Cette réunion fait également suite aux réunions des ministres des finances et du développement que la CEA a convoquées dans le cadre de son soutien aux États membres sur la crise.
Analyser la spécificité de chaque pays
Le principal objectif de la discussion de comprendre l’éventail des options possibles, en plus de souligner l’importance de maintenir l’accès au marché privé pour les pays après la crise.
Entre autres sujets, le groupe a discuté des questions de normalisation des processus dans la mesure du possible. Les participants ont pris acte de la décision du G20 de surseoir à la dette des pays les plus pauvres et les plus endettés.

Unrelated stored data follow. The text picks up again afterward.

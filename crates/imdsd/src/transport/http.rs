// SPDX-License-Identifier: BUSL-1.1
// Copyright (c) 2026 Alfred Jean LLC

//! HTTP handlers for the metadata routes. None of them mutate state or wait
//! on a refresh.

use std::sync::Arc;

use axum::extract::{Path, State};
use axum::http::{header, StatusCode};
use axum::response::{IntoResponse, Response};

use crate::error::ImdsError;
use crate::state::ImdsState;
use crate::transport::CREDENTIALS_PATH;

/// `GET /` (and unmatched paths) — 302 to the role listing.
pub async fn redirect_to_listing() -> impl IntoResponse {
    (StatusCode::FOUND, [(header::LOCATION, CREDENTIALS_PATH)])
}

/// `GET /latest/meta-data/iam/security-credentials/` — the advertised role name.
pub async fn role_listing(State(s): State<Arc<ImdsState>>) -> impl IntoResponse {
    ([(header::CONTENT_TYPE, "text/plain; charset=utf-8")], s.role_name.clone())
}

/// `GET /latest/meta-data/iam/security-credentials/{role}` — the cached
/// credential document.
pub async fn role_credentials(
    State(s): State<Arc<ImdsState>>,
    Path(role): Path<String>,
) -> Response {
    if role != s.role_name {
        return ImdsError::RoleNotFound
            .to_http_response(format!("unknown role: {role}"))
            .into_response();
    }

    let snapshot = s.credentials.read();
    match serde_json::to_vec(snapshot.as_ref()) {
        Ok(body) => ([(header::CONTENT_TYPE, "application/json")], body).into_response(),
        Err(e) => {
            tracing::error!(err = %e, "failed to encode credential document");
            ImdsError::Internal
                .to_http_response("failed to encode credential document")
                .into_response()
        }
    }
}
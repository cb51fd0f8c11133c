// SPDX-License-Identifier: BUSL-1.1
// Copyright (c) 2026 Alfred Jean LLC

use crate::credential::store::CredentialReader;

/// Shared state for the metadata routes. Read-only by construction.
pub struct ImdsState {
    pub role_name: String,
    pub credentials: CredentialReader,
}

impl ImdsState {
    pub fn new(role_name: impl Into<String>, credentials: CredentialReader) -> Self {
        Self { role_name: role_name.into(), credentials }
    }
}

Essentiellement des pays africains.
Les pays endettés doivent pouvoir bénéficier du ballon d’oxygène que représenterait l’annulation de tout ou partie de leur dette. Ce, sans mettre en péril leur capacité d’endettement futur.
Néanmoins, ils considèrent qu’une solution unique d’annulation ne peut pas s’appliquer sous les mêmes modalités. Il faut, au cas par cas, prendre en considération les caractéristiques spécifiques de chaque pays.

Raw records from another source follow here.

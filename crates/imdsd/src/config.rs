// SPDX-License-Identifier: BUSL-1.1
// Copyright (c) 2026 Alfred Jean LLC

use std::time::Duration;

use clap::Parser;

use crate::credential::scheduler::RefreshPolicy;

/// Shortest and longest session the role-assumption API will issue.
const MIN_DURATION_SECS: u64 = 900;
const MAX_DURATION_SECS: u64 = 43_200;

/// Instance-metadata credential endpoint backed by a periodically assumed role.
#[derive(Debug, Clone, Parser)]
#[command(name = "imdsd", version, about)]
pub struct Config {
    /// ARN of the role to assume.
    #[arg(long, env = "IMDS_ROLE_ARN")]
    pub role_arn: String,

    /// Shared-config profile holding the identity that assumes the role.
    #[arg(long, env = "IMDS_SOURCE_PROFILE", default_value = "default")]
    pub source_profile: String,

    /// Host address to bind to.
    #[arg(long, env = "IMDS_HOST", default_value = "0.0.0.0")]
    pub host: String,

    /// HTTP port to listen on.
    #[arg(long, env = "IMDS_PORT", default_value_t = 80)]
    pub port: u16,

    /// Role name advertised on the metadata listing route.
    #[arg(long, env = "IMDS_ROLE_NAME", default_value = "dummy-iamrole")]
    pub role_name: String,

    /// Validity window requested for each credential set, in seconds.
    #[arg(long, env = "IMDS_DURATION_SECS", default_value_t = 1200)]
    pub duration_secs: u64,

    /// Age in seconds after which cached credentials are refreshed.
    #[arg(long, env = "IMDS_UPDATABLE_SECS", default_value_t = 600)]
    pub updatable_secs: u64,

    /// Seconds between staleness checks.
    #[arg(long, env = "IMDS_CHECK_INTERVAL_SECS", default_value_t = 60)]
    pub check_interval_secs: u64,

    /// Timeout in seconds for a single identity provider call.
    #[arg(long, env = "IMDS_PROVIDER_TIMEOUT_SECS", default_value_t = 30)]
    pub provider_timeout_secs: u64,

    /// Session name used when the caller identity cannot be resolved.
    #[arg(long, env = "IMDS_DEFAULT_SESSION_NAME", default_value = "jhondoe")]
    pub default_session_name: String,

    /// Log format (json or text).
    #[arg(long, env = "IMDS_LOG_FORMAT", default_value = "text")]
    pub log_format: String,

    /// Log level (trace, debug, info, warn, error).
    #[arg(long, env = "IMDS_LOG_LEVEL", default_value = "info")]
    pub log_level: String,
}

impl Config {
    /// Reject configurations the service cannot start with.
    pub fn validate(&self) -> anyhow::Result<()> {
        if self.role_arn.trim().is_empty() {
            anyhow::bail!("--role-arn (IMDS_ROLE_ARN) is not set");
        }
        if self.source_profile.trim().is_empty() {
            anyhow::bail!("--source-profile must not be empty");
        }
        if self.role_name.is_empty() || self.role_name.contains('/') {
            anyhow::bail!("invalid role name: {:?}", self.role_name);
        }
        if self.default_session_name.trim().is_empty() {
            anyhow::bail!("--default-session-name must not be empty");
        }
        if !(MIN_DURATION_SECS..=MAX_DURATION_SECS).contains(&self.duration_secs) {
            anyhow::bail!(
                "--duration-secs must be between {MIN_DURATION_SECS} and {MAX_DURATION_SECS}, got {}",
                self.duration_secs
            );
        }
        if self.updatable_secs >= self.duration_secs {
            anyhow::bail!(
                "--updatable-secs ({}) must be less than --duration-secs ({})",
                self.updatable_secs,
                self.duration_secs
            );
        }
        if self.check_interval_secs == 0 {
            anyhow::bail!("--check-interval-secs must be greater than zero");
        }
        if self.provider_timeout_secs == 0 {
            anyhow::bail!("--provider-timeout-secs must be greater than zero");
        }
        match self.log_format.as_str() {
            "json" | "text" => {}
            other => anyhow::bail!("invalid log format: {other}"),
        }
        Ok(())
    }

    pub fn provider_timeout(&self) -> Duration {
        Duration::from_secs(self.provider_timeout_secs)
    }

    pub fn refresh_policy(&self) -> RefreshPolicy {
        RefreshPolicy {
            check_interval: Duration::from_secs(self.check_interval_secs),
            updatable_after: Duration::from_secs(self.updatable_secs),
            validity: Duration::from_secs(self.duration_secs),
            provider_timeout: self.provider_timeout(),
        }
    }
}

#[cfg(test)]
#[path = "config_tests.rs"]
mod tests;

De délicates négociations à prévoir
IFF et CEA sont convenus d’explorer les moyens de fournir des liquidités aux pays africains, « tout en honorant leurs obligations envers les créanciers et en préservant l’accès futur aux marchés ». Selon Tidjane Thiam, « des discussions comme celle d’aujourd’hui contribueront à avancer vers des solutions efficaces ». Les créanciers de l’Afrique ont aussi des intérêts à faire valoir, ce qui rendra délicates toute négociation en vue d’un report ou d’une annulation de créances. L’IFF retient le montant de 13 milliards $ de dettes des pays bénéficiant du moratoire du G20 envers le secteur financier privé.
Ainsi, il n’est pas acquis que tous les créanciers participeront au processus sur les mêmes bases, étant donné leur diversité. De plus, la note souveraine des pays bénéficiant d’un moratoire pourrait être abaissée. Ce qui nuirait à leur capacité d’emprunter de nouveau sur les marchés, à un taux d’intérêt acceptable.
En outre, la réunion a convenu que la communication avec et depuis toutes les parties prenantes doit être bien gérée. Il s’agit de ne pas perturber inutilement le flux crucial de capitaux privés à investir dans les hôpitaux, les routes, l’éducation, les systèmes de soins de santé et autres infrastructures essentielles.
Enfin, le groupe est convenu de la nécessité de poursuivre le dialogue et envisagera un suivi, le cas échéant.
La dette africaine, dont le G20 a décidé de suspendre le remboursement pendant douze mois, se creuse – parfois s’annule – depuis les années 1960. Elle atteindrait aujourd’hui 340 milliards d’euros, dont environ un tiers est dû à la Chine
Rappelons que l’Institute of International Finance est l’association mondiale de l’industrie financière, comptant près de 450 membres de plus de 70 pays. Sa mission est d’accompagner l’industrie financière dans la gestion prudente des risques.
L’institut entend développer de saines pratiques industrielles et plaide pour des politiques réglementaires, financières et économiques qui favorisent la stabilité financière mondiale et une croissance économique durable. Les membres de l’IIF comprennent des banques commerciales et d’investissement, des gestionnaires d’actifs, des compagnies d’assurances, des fonds souverains, des fonds spéculatifs, des banques centrales et des banques de développement.